---------- MATERIALS PROVIDED ----------

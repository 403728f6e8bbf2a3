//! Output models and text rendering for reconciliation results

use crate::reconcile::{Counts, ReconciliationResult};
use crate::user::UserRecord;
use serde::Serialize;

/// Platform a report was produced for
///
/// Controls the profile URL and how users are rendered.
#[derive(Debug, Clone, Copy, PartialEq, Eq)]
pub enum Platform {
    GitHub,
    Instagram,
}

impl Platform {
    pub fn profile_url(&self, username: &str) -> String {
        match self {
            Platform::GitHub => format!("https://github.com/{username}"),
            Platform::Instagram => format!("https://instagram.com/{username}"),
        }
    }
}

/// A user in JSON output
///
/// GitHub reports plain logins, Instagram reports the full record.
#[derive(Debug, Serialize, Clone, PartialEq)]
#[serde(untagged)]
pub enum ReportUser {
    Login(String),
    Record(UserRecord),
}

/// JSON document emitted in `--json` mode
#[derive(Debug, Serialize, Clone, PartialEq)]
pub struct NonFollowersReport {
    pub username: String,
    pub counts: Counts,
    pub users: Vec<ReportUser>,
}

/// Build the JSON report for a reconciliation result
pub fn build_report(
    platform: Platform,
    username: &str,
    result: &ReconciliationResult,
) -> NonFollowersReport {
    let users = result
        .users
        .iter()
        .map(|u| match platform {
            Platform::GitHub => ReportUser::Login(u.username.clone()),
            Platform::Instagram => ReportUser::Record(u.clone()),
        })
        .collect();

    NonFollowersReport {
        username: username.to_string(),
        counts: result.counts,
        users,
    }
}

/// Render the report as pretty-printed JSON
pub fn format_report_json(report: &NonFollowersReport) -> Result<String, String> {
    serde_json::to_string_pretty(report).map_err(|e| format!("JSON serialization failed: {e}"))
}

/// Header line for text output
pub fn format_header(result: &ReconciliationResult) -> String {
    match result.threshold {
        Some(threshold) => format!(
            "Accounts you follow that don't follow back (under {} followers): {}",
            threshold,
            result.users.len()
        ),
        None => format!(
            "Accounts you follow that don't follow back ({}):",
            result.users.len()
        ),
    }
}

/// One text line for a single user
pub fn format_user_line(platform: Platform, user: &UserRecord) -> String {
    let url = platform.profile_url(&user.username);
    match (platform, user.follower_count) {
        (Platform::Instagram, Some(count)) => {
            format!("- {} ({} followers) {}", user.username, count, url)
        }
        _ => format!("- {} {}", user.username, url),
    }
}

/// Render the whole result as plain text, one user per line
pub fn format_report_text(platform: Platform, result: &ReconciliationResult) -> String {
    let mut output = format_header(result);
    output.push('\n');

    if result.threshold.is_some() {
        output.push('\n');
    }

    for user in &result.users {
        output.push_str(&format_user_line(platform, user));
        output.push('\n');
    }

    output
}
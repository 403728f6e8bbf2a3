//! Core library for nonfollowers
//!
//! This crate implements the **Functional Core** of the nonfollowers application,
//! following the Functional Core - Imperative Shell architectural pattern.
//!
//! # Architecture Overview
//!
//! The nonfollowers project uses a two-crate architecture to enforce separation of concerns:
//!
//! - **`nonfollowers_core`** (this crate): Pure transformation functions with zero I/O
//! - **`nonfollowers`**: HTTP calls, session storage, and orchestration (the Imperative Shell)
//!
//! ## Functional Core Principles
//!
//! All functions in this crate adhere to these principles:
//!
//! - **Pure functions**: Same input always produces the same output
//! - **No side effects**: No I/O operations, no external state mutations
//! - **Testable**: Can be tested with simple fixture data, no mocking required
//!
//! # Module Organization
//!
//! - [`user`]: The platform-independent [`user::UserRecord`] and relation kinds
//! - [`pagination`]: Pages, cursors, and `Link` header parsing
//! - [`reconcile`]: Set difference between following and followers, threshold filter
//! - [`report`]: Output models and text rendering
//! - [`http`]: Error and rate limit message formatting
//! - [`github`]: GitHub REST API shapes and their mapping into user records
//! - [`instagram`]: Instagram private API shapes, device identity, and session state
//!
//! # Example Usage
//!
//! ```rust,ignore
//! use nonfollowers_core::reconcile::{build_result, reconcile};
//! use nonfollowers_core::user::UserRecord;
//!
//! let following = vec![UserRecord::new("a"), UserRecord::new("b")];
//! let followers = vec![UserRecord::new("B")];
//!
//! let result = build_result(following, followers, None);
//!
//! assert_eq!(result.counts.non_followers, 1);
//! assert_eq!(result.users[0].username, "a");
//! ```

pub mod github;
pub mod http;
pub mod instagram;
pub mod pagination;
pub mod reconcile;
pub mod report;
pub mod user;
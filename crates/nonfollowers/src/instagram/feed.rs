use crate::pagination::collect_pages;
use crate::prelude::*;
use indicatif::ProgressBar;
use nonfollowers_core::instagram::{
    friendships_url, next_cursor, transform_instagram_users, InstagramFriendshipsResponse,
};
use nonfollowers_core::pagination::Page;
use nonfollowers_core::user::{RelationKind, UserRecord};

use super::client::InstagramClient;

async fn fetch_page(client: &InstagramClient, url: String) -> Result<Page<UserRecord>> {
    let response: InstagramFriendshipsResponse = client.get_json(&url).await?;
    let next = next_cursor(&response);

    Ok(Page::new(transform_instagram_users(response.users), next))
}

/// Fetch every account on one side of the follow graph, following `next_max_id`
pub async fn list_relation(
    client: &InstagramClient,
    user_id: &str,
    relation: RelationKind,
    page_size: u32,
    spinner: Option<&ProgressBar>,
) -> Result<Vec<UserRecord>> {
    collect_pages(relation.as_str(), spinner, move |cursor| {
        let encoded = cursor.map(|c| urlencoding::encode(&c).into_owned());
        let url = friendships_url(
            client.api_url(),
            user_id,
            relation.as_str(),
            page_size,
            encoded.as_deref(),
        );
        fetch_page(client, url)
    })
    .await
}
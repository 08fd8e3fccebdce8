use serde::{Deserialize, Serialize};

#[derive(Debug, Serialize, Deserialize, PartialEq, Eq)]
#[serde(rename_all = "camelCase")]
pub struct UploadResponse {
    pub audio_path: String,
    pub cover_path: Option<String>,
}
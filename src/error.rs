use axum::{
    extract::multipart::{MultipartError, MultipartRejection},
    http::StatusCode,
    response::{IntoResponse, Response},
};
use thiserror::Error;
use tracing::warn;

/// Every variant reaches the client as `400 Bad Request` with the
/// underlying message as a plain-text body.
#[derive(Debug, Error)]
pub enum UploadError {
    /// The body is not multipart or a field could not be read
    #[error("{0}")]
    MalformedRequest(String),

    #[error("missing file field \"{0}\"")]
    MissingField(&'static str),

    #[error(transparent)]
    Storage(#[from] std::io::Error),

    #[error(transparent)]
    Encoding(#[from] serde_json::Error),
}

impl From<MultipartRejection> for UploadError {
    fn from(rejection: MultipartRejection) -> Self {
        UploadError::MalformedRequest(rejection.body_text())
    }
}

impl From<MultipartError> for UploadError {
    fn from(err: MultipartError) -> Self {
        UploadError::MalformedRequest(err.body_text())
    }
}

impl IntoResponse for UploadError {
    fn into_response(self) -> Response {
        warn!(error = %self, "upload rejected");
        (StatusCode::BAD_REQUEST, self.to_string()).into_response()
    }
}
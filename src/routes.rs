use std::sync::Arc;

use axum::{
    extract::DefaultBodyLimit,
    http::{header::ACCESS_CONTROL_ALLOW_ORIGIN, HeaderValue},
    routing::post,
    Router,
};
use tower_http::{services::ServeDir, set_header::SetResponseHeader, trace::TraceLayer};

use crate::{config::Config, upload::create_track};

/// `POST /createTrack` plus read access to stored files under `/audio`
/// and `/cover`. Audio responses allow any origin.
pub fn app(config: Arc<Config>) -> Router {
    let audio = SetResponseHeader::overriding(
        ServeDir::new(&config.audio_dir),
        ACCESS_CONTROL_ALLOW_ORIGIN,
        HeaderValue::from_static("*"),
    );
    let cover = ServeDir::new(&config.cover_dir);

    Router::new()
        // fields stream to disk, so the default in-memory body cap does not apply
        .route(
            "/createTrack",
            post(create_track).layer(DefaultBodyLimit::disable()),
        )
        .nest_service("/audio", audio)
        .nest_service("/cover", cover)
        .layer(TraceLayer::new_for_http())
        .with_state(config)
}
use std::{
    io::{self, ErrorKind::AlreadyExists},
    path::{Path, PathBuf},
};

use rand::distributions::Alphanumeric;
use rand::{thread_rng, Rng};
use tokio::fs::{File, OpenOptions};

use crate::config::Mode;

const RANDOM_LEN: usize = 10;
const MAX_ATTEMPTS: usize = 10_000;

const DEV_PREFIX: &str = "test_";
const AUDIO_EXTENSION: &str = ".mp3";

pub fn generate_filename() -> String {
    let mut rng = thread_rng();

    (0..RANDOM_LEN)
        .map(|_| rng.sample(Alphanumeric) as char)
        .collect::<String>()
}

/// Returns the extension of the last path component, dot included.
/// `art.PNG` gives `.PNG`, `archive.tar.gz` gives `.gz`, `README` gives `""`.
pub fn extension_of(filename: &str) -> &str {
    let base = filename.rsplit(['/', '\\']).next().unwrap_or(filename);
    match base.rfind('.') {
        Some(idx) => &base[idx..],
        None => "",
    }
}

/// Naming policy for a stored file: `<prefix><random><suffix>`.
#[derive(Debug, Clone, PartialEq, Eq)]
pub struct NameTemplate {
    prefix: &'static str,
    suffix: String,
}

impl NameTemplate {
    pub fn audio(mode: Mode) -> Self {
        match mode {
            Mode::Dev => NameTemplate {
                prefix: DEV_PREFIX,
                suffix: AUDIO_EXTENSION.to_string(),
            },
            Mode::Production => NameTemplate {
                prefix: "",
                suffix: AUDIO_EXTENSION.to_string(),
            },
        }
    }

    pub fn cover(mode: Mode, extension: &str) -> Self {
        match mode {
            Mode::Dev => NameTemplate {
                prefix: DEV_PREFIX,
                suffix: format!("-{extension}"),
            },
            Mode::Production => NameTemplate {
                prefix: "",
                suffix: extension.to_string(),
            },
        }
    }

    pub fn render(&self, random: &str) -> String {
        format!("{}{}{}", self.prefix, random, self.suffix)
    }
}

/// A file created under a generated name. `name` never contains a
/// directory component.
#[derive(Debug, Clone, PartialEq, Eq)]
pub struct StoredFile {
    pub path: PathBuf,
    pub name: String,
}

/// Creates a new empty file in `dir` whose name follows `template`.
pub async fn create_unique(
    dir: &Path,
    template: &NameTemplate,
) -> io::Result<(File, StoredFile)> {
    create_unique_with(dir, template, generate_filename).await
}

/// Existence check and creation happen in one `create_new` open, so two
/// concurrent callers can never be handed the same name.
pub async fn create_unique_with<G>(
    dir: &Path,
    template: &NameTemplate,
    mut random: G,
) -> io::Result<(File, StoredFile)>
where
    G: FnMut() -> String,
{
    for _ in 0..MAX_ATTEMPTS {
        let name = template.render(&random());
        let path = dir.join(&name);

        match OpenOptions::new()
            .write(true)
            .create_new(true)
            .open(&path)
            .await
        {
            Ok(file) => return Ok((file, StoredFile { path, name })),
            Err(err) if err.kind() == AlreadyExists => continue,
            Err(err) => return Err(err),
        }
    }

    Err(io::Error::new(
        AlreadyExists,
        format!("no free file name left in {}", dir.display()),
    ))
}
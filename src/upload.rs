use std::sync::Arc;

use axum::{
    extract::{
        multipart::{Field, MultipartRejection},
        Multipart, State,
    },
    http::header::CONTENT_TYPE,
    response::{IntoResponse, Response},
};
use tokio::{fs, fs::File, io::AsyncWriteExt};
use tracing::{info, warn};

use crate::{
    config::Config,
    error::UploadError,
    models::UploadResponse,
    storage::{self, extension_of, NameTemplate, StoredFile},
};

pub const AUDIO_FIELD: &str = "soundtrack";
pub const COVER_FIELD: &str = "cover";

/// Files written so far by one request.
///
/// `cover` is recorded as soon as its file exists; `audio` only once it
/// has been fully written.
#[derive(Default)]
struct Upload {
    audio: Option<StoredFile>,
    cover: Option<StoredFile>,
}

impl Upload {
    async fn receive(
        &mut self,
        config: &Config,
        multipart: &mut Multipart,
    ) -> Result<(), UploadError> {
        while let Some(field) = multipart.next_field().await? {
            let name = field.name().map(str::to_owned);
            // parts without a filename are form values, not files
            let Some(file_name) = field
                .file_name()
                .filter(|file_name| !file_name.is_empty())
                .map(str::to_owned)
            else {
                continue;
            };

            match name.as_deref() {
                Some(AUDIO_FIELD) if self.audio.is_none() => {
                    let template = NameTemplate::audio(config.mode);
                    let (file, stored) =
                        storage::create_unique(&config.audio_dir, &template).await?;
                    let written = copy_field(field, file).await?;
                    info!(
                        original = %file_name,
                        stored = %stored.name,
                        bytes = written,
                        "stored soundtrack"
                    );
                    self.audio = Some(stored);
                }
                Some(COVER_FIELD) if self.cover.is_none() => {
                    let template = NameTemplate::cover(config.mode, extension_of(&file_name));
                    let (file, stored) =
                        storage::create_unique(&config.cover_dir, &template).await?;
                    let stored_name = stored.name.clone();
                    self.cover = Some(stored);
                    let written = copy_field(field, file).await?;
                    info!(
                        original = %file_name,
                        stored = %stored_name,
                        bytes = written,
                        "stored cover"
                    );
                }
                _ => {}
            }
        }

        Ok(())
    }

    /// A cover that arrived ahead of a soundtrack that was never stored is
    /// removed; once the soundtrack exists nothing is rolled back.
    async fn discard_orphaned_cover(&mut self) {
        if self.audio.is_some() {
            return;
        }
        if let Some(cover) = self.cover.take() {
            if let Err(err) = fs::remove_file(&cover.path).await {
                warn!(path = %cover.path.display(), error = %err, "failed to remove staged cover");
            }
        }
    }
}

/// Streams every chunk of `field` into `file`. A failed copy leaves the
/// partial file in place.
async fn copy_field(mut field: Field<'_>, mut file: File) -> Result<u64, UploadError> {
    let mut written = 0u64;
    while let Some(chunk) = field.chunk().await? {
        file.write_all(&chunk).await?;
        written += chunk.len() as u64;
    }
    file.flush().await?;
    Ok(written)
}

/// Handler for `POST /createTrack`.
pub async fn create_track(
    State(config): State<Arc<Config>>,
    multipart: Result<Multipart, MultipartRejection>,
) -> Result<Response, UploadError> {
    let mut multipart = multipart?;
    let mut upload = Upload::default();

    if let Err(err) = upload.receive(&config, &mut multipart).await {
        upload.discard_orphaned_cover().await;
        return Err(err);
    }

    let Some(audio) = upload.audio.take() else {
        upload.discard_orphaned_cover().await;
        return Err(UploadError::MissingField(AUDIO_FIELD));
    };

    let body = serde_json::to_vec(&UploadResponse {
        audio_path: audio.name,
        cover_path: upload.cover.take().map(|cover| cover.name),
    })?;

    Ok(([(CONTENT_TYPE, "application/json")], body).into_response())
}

----------

**TASK GOAL:**
Say, as a bare number, how many lines in the entries above include the string "back".

**TASK OUTPUT:**
3